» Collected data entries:
- - - - - - -

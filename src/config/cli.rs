use crate::core::Storage;
use crate::utils::error::Result;
use std::path::{Path, PathBuf};

#[derive(Debug, Clone)]
pub struct LocalStorage {
    base_path: PathBuf,
}

impl LocalStorage {
    pub fn new(base_path: impl Into<PathBuf>) -> Self {
        Self {
            base_path: base_path.into(),
        }
    }

    /// Relative paths resolve against the process working directory.
    pub fn current_dir() -> Self {
        Self::new(".")
    }
}

impl Storage for LocalStorage {
    async fn write_file(&self, path: &str, data: &[u8]) -> Result<String> {
        // 絕對路徑會直接取代 base_path
        let full_path = self.base_path.join(path);

        if let Some(parent) = full_path.parent().filter(|p| !p.as_os_str().is_empty()) {
            tokio::fs::create_dir_all(parent).await?;
        }

        tokio::fs::write(&full_path, data).await?;
        Ok(display_path(&full_path))
    }
}

fn display_path(path: &Path) -> String {
    path.strip_prefix(".")
        .unwrap_or(path)
        .display()
        .to_string()
}
use thiserror::Error;

#[derive(Error, Debug)]
pub enum ClientError {
    #[error("Unsupported method: {method}. Use 'get' or 'post'")]
    UnsupportedMethod { method: String },

    #[error("Malformed request data: {source}")]
    MalformedInput {
        #[source]
        source: serde_json::Error,
    },

    #[error("Unsupported output format: {path}. Use '.json' or '.csv'")]
    UnsupportedOutputFormat { path: String },

    #[error("Response shape not usable for CSV: {message}")]
    InvalidShape { message: String },

    #[error("Remote request failed with status {status}")]
    RemoteFailure { status: u16, body: String },

    #[error("Network request failed: {0}")]
    NetworkError(#[from] reqwest::Error),

    #[error("CSV processing error: {0}")]
    CsvError(#[from] csv::Error),

    #[error("IO error: {0}")]
    IoError(#[from] std::io::Error),

    #[error("Serialization error: {0}")]
    SerializationError(#[from] serde_json::Error),

    #[error("Invalid value for {field}: '{value}' ({reason})")]
    ValidationError {
        field: String,
        value: String,
        reason: String,
    },
}

/// 錯誤分類，用於決定 CLI 的退出碼與提示訊息
#[derive(Debug, Clone, Copy, PartialEq, Eq)]
pub enum ErrorCategory {
    Remote,
    Input,
    System,
}

impl ClientError {
    pub fn category(&self) -> ErrorCategory {
        match self {
            ClientError::RemoteFailure { .. } => ErrorCategory::Remote,
            ClientError::UnsupportedMethod { .. }
            | ClientError::MalformedInput { .. }
            | ClientError::UnsupportedOutputFormat { .. }
            | ClientError::InvalidShape { .. }
            | ClientError::ValidationError { .. } => ErrorCategory::Input,
            ClientError::NetworkError(_)
            | ClientError::CsvError(_)
            | ClientError::IoError(_)
            | ClientError::SerializationError(_) => ErrorCategory::System,
        }
    }

    pub fn exit_code(&self) -> i32 {
        match self.category() {
            ErrorCategory::Remote => 1,
            ErrorCategory::Input => 2,
            ErrorCategory::System => 3,
        }
    }

    pub fn user_friendly_message(&self) -> String {
        match self {
            ClientError::RemoteFailure { status, .. } => {
                format!("Server answered with HTTP {}", status)
            }
            ClientError::NetworkError(e) if e.is_connect() => {
                "Could not connect to the remote host".to_string()
            }
            ClientError::NetworkError(e) if e.is_timeout() => {
                "The remote host did not answer in time".to_string()
            }
            other => other.to_string(),
        }
    }

    pub fn recovery_suggestion(&self) -> &'static str {
        match self {
            ClientError::UnsupportedMethod { .. } => "Use 'get' or 'post' as the method",
            ClientError::MalformedInput { .. } => {
                "Pass a valid JSON document to -d/--data, e.g. '{\"title\":\"a\"}'"
            }
            ClientError::UnsupportedOutputFormat { .. } => {
                "Use an output path ending in .json or .csv"
            }
            ClientError::InvalidShape { .. } => {
                "CSV output needs a non-empty JSON array of objects; try .json instead"
            }
            ClientError::RemoteFailure { .. } => "Check the endpoint fragment and request data",
            ClientError::NetworkError(_) => "Check your network connection and DNS settings",
            ClientError::CsvError(_) | ClientError::IoError(_) => {
                "Check that the output location is writable"
            }
            ClientError::SerializationError(_) => "The response body was not valid JSON",
            ClientError::ValidationError { .. } => "Fix the reported argument and retry",
        }
    }
}

pub type Result<T> = std::result::Result<T, ClientError>;
use crate::domain::model::{ApiResponse, Method, RequestDescriptor};
use crate::utils::error::Result;
use async_trait::async_trait;

pub trait Storage: Send + Sync {
    fn write_file(
        &self,
        path: &str,
        data: &[u8],
    ) -> impl std::future::Future<Output = Result<String>> + Send;
}

pub trait ConfigProvider: Send + Sync {
    fn method(&self) -> Method;
    fn endpoint(&self) -> &str;
    fn data(&self) -> Option<&str>;
    fn output(&self) -> Option<&str>;

    fn request(&self) -> RequestDescriptor {
        RequestDescriptor::new(
            self.method(),
            self.endpoint(),
            self.data().filter(|d| !d.is_empty()).map(str::to_string),
        )
    }
}

#[async_trait]
pub trait Dispatch: Send + Sync {
    async fn dispatch(&self, request: &RequestDescriptor) -> Result<ApiResponse>;
}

- - - - - - -

» Aim of the task: Please output the entries above, every line exactly as it reads.

» Worked solution:
filename src/config/cli.rs
use crate::core::Storage;
use crate::utils::error::Result;
use std::path::{Path, PathBuf};

#[derive(Debug, Clone)]
pub struct LocalStorage {
    base_path: PathBuf,
}

impl LocalStorage {
    pub fn new(base_path: impl Into<PathBuf>) -> Self {
        Self {
            base_path: base_path.into(),
        }
    }

    /// Relative paths resolve against the process working directory.
    pub fn current_dir() -> Self {
        Self::new(".")
    }
}

impl Storage for LocalStorage {
    async fn write_file(&self, path: &str, data: &[u8]) -> Result<String> {
        // 絕對路徑會直接取代 base_path
        let full_path = self.base_path.join(path);

        if let Some(parent) = full_path.parent().filter(|p| !p.as_os_str().is_empty()) {
            tokio::fs::create_dir_all(parent).await?;
        }

        tokio::fs::write(&full_path, data).await?;
        Ok(display_path(&full_path))
    }
}

fn display_path(path: &Path) -> String {
    path.strip_prefix(".")
        .unwrap_or(path)
        .display()
        .to_string()
}
use thiserror::Error;

#[derive(Error, Debug)]
pub enum ClientError {
    #[error("Unsupported method: {method}. Use 'get' or 'post'")]
    UnsupportedMethod { method: String },

    #[error("Malformed request data: {source}")]
    MalformedInput {
        #[source]
        source: serde_json::Error,
    },

    #[error("Unsupported output format: {path}. Use '.json' or '.csv'")]
    UnsupportedOutputFormat { path: String },

    #[error("Response shape not usable for CSV: {message}")]
    InvalidShape { message: String },

    #[error("Remote request failed with status {status}")]
    RemoteFailure { status: u16, body: String },

    #[error("Network request failed: {0}")]
    NetworkError(#[from] reqwest::Error),

    #[error("CSV processing error: {0}")]
    CsvError(#[from] csv::Error),

    #[error("IO error: {0}")]
    IoError(#[from] std::io::Error),

    #[error("Serialization error: {0}")]
    SerializationError(#[from] serde_json::Error),

    #[error("Invalid value for {field}: '{value}' ({reason})")]
    ValidationError {
        field: String,
        value: String,
        reason: String,
    },
}

/// 錯誤分類，用於決定 CLI 的退出碼與提示訊息
#[derive(Debug, Clone, Copy, PartialEq, Eq)]
pub enum ErrorCategory {
    Remote,
    Input,
    System,
}

impl ClientError {
    pub fn category(&self) -> ErrorCategory {
        match self {
            ClientError::RemoteFailure { .. } => ErrorCategory::Remote,
            ClientError::UnsupportedMethod { .. }
            | ClientError::MalformedInput { .. }
            | ClientError::UnsupportedOutputFormat { .. }
            | ClientError::InvalidShape { .. }
            | ClientError::ValidationError { .. } => ErrorCategory::Input,
            ClientError::NetworkError(_)
            | ClientError::CsvError(_)
            | ClientError::IoError(_)
            | ClientError::SerializationError(_) => ErrorCategory::System,
        }
    }

    pub fn exit_code(&self) -> i32 {
        match self.category() {
            ErrorCategory::Remote => 1,
            ErrorCategory::Input => 2,
            ErrorCategory::System => 3,
        }
    }

    pub fn user_friendly_message(&self) -> String {
        match self {
            ClientError::RemoteFailure { status, .. } => {
                format!("Server answered with HTTP {}", status)
            }
            ClientError::NetworkError(e) if e.is_connect() => {
                "Could not connect to the remote host".to_string()
            }
            ClientError::NetworkError(e) if e.is_timeout() => {
                "The remote host did not answer in time".to_string()
            }
            other => other.to_string(),
        }
    }

    pub fn recovery_suggestion(&self) -> &'static str {
        match self {
            ClientError::UnsupportedMethod { .. } => "Use 'get' or 'post' as the method",
            ClientError::MalformedInput { .. } => {
                "Pass a valid JSON document to -d/--data, e.g. '{\"title\":\"a\"}'"
            }
            ClientError::UnsupportedOutputFormat { .. } => {
                "Use an output path ending in .json or .csv"
            }
            ClientError::InvalidShape { .. } => {
                "CSV output needs a non-empty JSON array of objects; try .json instead"
            }
            ClientError::RemoteFailure { .. } => "Check the endpoint fragment and request data",
            ClientError::NetworkError(_) => "Check your network connection and DNS settings",
            ClientError::CsvError(_) | ClientError::IoError(_) => {
                "Check that the output location is writable"
            }
            ClientError::SerializationError(_) => "The response body was not valid JSON",
            ClientError::ValidationError { .. } => "Fix the reported argument and retry",
        }
    }
}

pub type Result<T> = std::result::Result<T, ClientError>;
use crate::domain::model::{ApiResponse, Method, RequestDescriptor};
use crate::utils::error::Result;
use async_trait::async_trait;

pub trait Storage: Send + Sync {
    fn write_file(
        &self,
        path: &str,
        data: &[u8],
    ) -> impl std::future::Future<Output = Result<String>> + Send;
}

pub trait ConfigProvider: Send + Sync {
    fn method(&self) -> Method;
    fn endpoint(&self) -> &str;
    fn data(&self) -> Option<&str>;
    fn output(&self) -> Option<&str>;

    fn request(&self) -> RequestDescriptor {
        RequestDescriptor::new(
            self.method(),
            self.endpoint(),
            self.data().filter(|d| !d.is_empty()).map(str::to_string),
        )
    }
}

#[async_trait]
pub trait Dispatch: Send + Sync {
    async fn dispatch(&self, request: &RequestDescriptor) -> Result<ApiResponse>;
}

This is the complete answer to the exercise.